Epson: Von Uhren bis zum Drucker
Der japanische Hersteller Epson kam ebenfalls über Umwege zu seinem Druckergeschäft. 1881 eigentlich als Reparatur- und Verkaufsgeschäft für gebrauchte Uhren gegründet, folgte 1892 die Spezialisierung auf die Miniaturisierung von Uhren unter dem Namen Seikosha (später Seiko, japanisch für Präzision).

Epson
Portable Quarzuhr von Epson Seiko
Olympische Spiele brachten Neuausrichtung
1964 wurde Seiko zum offiziellen Zeitnehmer der Olympischen Spiele in Tokio nominiert. Für die übersichtliche Darstellung der Ergebnisse direkt an den Wettkampfstätten entwickelte Seiko gleich auch selbst den passenden Mininadeldrucker, den Electronic Printer (EP). Das bedeutete den Einstieg ins Druckergeschäft. 1975 wurde schließlich die Marke Epson eingeführt. Der erste Minidrucker stand dabei für den neuen Markenamen Epson = Son of Electronic Printer Pate.
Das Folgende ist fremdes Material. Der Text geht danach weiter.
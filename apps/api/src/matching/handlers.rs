use axum::{
    extract::{Path, Query, State},
    Json,
};
use serde::Deserialize;
use uuid::Uuid;

use crate::errors::AppError;
use crate::matching::optimizer::OptimizationSuggestion;
use crate::matching::MatchResult;
use crate::models::{JobDescription, Resume};
use crate::state::AppState;

#[derive(Deserialize)]
pub struct JdQuery {
    #[serde(rename = "jdId")]
    pub jd_id: Option<String>,
}

impl JdQuery {
    fn jd_id(&self) -> Result<Uuid, AppError> {
        let raw = self
            .jd_id
            .as_deref()
            .ok_or_else(|| AppError::Validation("jdId query parameter is required".to_string()))?;
        Uuid::parse_str(raw)
            .map_err(|_| AppError::Validation(format!("jdId '{raw}' is not a valid UUID")))
    }
}

async fn load_pair(
    state: &AppState,
    resume_id: Uuid,
    query: &JdQuery,
) -> Result<(Resume, JobDescription), AppError> {
    let jd_id = query.jd_id()?;
    let resume = state.store.get_resume(resume_id).await?;
    let jd = state.store.get_job_description(jd_id).await?;
    Ok((resume, jd))
}

/// POST /resumes/:id/match?jdId=
pub async fn handle_match(
    State(state): State<AppState>,
    Path(resume_id): Path<Uuid>,
    Query(query): Query<JdQuery>,
) -> Result<Json<MatchResult>, AppError> {
    let (resume, jd) = load_pair(&state, resume_id, &query).await?;
    let result = state.matcher.match_resume(&resume, &jd)?;
    tracing::info!(
        %resume_id,
        jd_id = %jd.id,
        overall = result.overall_score,
        "match computed"
    );
    Ok(Json(result))
}

/// GET /resumes/:id/optimization-suggestions?jdId=
pub async fn handle_optimization_suggestions(
    State(state): State<AppState>,
    Path(resume_id): Path<Uuid>,
    Query(query): Query<JdQuery>,
) -> Result<Json<OptimizationSuggestion>, AppError> {
    let (resume, jd) = load_pair(&state, resume_id, &query).await?;
    Ok(Json(state.matcher.optimize(&resume, &jd)?))
}

/// POST /resumes/:id/optimize?jdId=
/// Applies the optimized summary and skills to the stored resume. Only those two
/// fields are written; with concurrent calls the last write wins.
pub async fn handle_optimize(
    State(state): State<AppState>,
    Path(resume_id): Path<Uuid>,
    Query(query): Query<JdQuery>,
) -> Result<Json<Resume>, AppError> {
    let (resume, jd) = load_pair(&state, resume_id, &query).await?;
    let suggestion = state.matcher.optimize(&resume, &jd)?;

    let summary = Some(suggestion.optimized_summary).filter(|s| !s.is_empty());
    let skills = Some(suggestion.optimized_skills).filter(|s| !s.is_empty());
    let updated = state
        .store
        .update_summary_and_skills(resume_id, summary, skills)
        .await?;
    tracing::info!(
        %resume_id,
        jd_id = %jd.id,
        added_keywords = suggestion.added_keywords,
        "resume optimized"
    );
    Ok(Json(updated))
}
//! # Startup
//!
//! Runs once, synchronously, before anything else touches the store:
//!
//! ```text
//! START → resolve_secrets → validate_env → preflight_storage
//!       → run_migrations {SUCCESS | SYNC_RECOVERED | DEGRADED}
//!       → repair_schema (always) → READY
//! ```
//!
//! Only the first three steps can fail; their [`StartupError`]s are fatal.
//! Migration and repair problems are carried in the [`BootReport`].

pub mod banner;
pub mod env_check;
pub mod preflight;
pub mod secrets;

use std::path::PathBuf;

use tracing::info;

use crate::config::{EnvSnapshot, ResolvedConfig};
use crate::data_governance::init::{reconcile, ReconcileReport};
use crate::data_governance::migration::{MigrationChain, TOOLKIT_CHAIN};
use crate::data_governance::schema_repair::TableSpec;
use crate::data_governance::EXPECTED_SCHEMA;

pub use preflight::PreflightOutcome;

const RULE_WIDTH: usize = 70;

// ============================================================================
// Errors
// ============================================================================

/// Fatal startup errors
#[derive(Debug, thiserror::Error)]
pub enum StartupError {
    #[error("{file_var}={} but file does not exist or is not readable", .path.display())]
    SecretFileMissing { file_var: String, path: PathBuf },

    #[error("Failed to read {file_var}={}: {source}", .path.display())]
    SecretFileUnreadable {
        file_var: String,
        path: PathBuf,
        #[source]
        source: std::io::Error,
    },

    #[error("Failed to load {}: {source}", .path.display())]
    EnvFile {
        path: PathBuf,
        #[source]
        source: dotenvy::Error,
    },

    #[error("No .env file found and ENCRYPTION_KEY not set!")]
    NoConfigSource,

    #[error("ENCRYPTION_KEY not set in .env file!")]
    MissingEncryptionKey,

    #[error("Invalid configuration: {0}")]
    InvalidSetting(String),

    #[error("Cannot create data directory!")]
    DataDirCreate {
        dir: PathBuf,
        #[source]
        source: std::io::Error,
    },

    #[error("Data directory is not writable!")]
    DataDirNotWritable {
        dir: PathBuf,
        #[source]
        source: std::io::Error,
    },
}

impl StartupError {
    /// Operator-facing message with remediation steps
    pub fn remediation(&self) -> String {
        let body: Vec<String> = match self {
            StartupError::SecretFileMissing { .. }
            | StartupError::SecretFileUnreadable { .. }
            | StartupError::EnvFile { .. }
            | StartupError::InvalidSetting(_) => return format!("ERROR: {}", self),
            StartupError::NoConfigSource => vec![
                "Either create a .env file (cp .env.example .env)".into(),
                "or pass environment variables directly to the container.".into(),
            ],
            StartupError::MissingEncryptionKey => vec![
                "The ENCRYPTION_KEY is required to encrypt sensitive data.".into(),
                "Generate a new key with:".into(),
                String::new(),
                "  python -c \"from cryptography.fernet import Fernet; print(Fernet.generate_key().decode())\"".into(),
                String::new(),
                "Then add it to your .env file:".into(),
                String::new(),
                "  ENCRYPTION_KEY=your_generated_key_here".into(),
            ],
            StartupError::DataDirCreate { dir, source } => vec![
                format!("  Path: {}", preflight::display_path(dir)),
                format!("  Cause: {}", source),
                String::new(),
                "The data directory does not exist and cannot be created.".into(),
                "Fix this by creating it on the host before starting the container:".into(),
                String::new(),
                "  mkdir -p ./data".into(),
                "  chown 1000:1000 ./data".into(),
            ],
            StartupError::DataDirNotWritable { dir, source } => vec![
                format!("  Path: {}", preflight::display_path(dir)),
                format!("  Cause: {}", source),
                String::new(),
                "The application needs write access to store its database.".into(),
                "Fix this by updating permissions on the host:".into(),
                String::new(),
                "  chown 1000:1000 ./data".into(),
                String::new(),
                "Or if using a container manager (Portainer, Synology, TrueNAS, etc.),".into(),
                "make sure the volume mount for /app/data has write permissions for".into(),
                "UID 1000.".into(),
            ],
        };

        let rule = "=".repeat(RULE_WIDTH);
        let mut lines = vec![rule.clone(), format!("ERROR: {}", self), rule.clone(), String::new()];
        lines.extend(body);
        lines.push(String::new());
        lines.push(rule);
        lines.join("\n")
    }
}

// ============================================================================
// Boot
// ============================================================================

/// Inputs that are not part of the environment
#[derive(Debug, Clone)]
pub struct BootOptions {
    /// `.env` file to load after secret resolution
    pub env_file: PathBuf,
    pub chain: &'static MigrationChain,
    pub expected: &'static [TableSpec],
}

impl Default for BootOptions {
    fn default() -> Self {
        Self {
            env_file: PathBuf::from(".env"),
            chain: &TOOLKIT_CHAIN,
            expected: EXPECTED_SCHEMA,
        }
    }
}

/// Everything startup produced on the way to READY
#[derive(Debug)]
pub struct BootReport {
    pub config: ResolvedConfig,
    pub secret_warnings: Vec<String>,
    pub preflight: PreflightOutcome,
    pub reconcile: ReconcileReport,
}

/// Run the startup sequence against an environment snapshot
pub fn boot(env: EnvSnapshot, options: &BootOptions) -> Result<BootReport, StartupError> {
    // Step 1: _FILE secrets
    let resolution = secrets::resolve_secrets(&env)?;
    let mut env = resolution.env;

    // Step 2: .env + required key
    let env_file = env_check::load_env_file(&mut env, &options.env_file)?;
    env_check::validate_env(&env, env_file.is_some())?;
    let config = ResolvedConfig::build(&env, env_file)?;

    // Step 3: data directory
    let preflight = preflight::preflight_storage(&config.store)?;

    // Step 4 + 5: migrations, then repair (never fatal)
    let report = reconcile(&config.store, options.chain, options.expected);

    info!(migration = report.migration.label(), "READY");
    Ok(BootReport {
        config,
        secret_warnings: resolution.warnings,
        preflight,
        reconcile: report,
    })
}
Heute zählt die Seiko Epson Corporation zu den größten Herstellern von Druckern, Scannern, Digitalkameras, Projektoren, Registrierkassen, Industrierobotern und LCD-Komponenten. Die Tochterfirma Seiko Watch Corporation setzt die Uhrentradition mit den Marken Seiko, Pulsar und Lorus fort.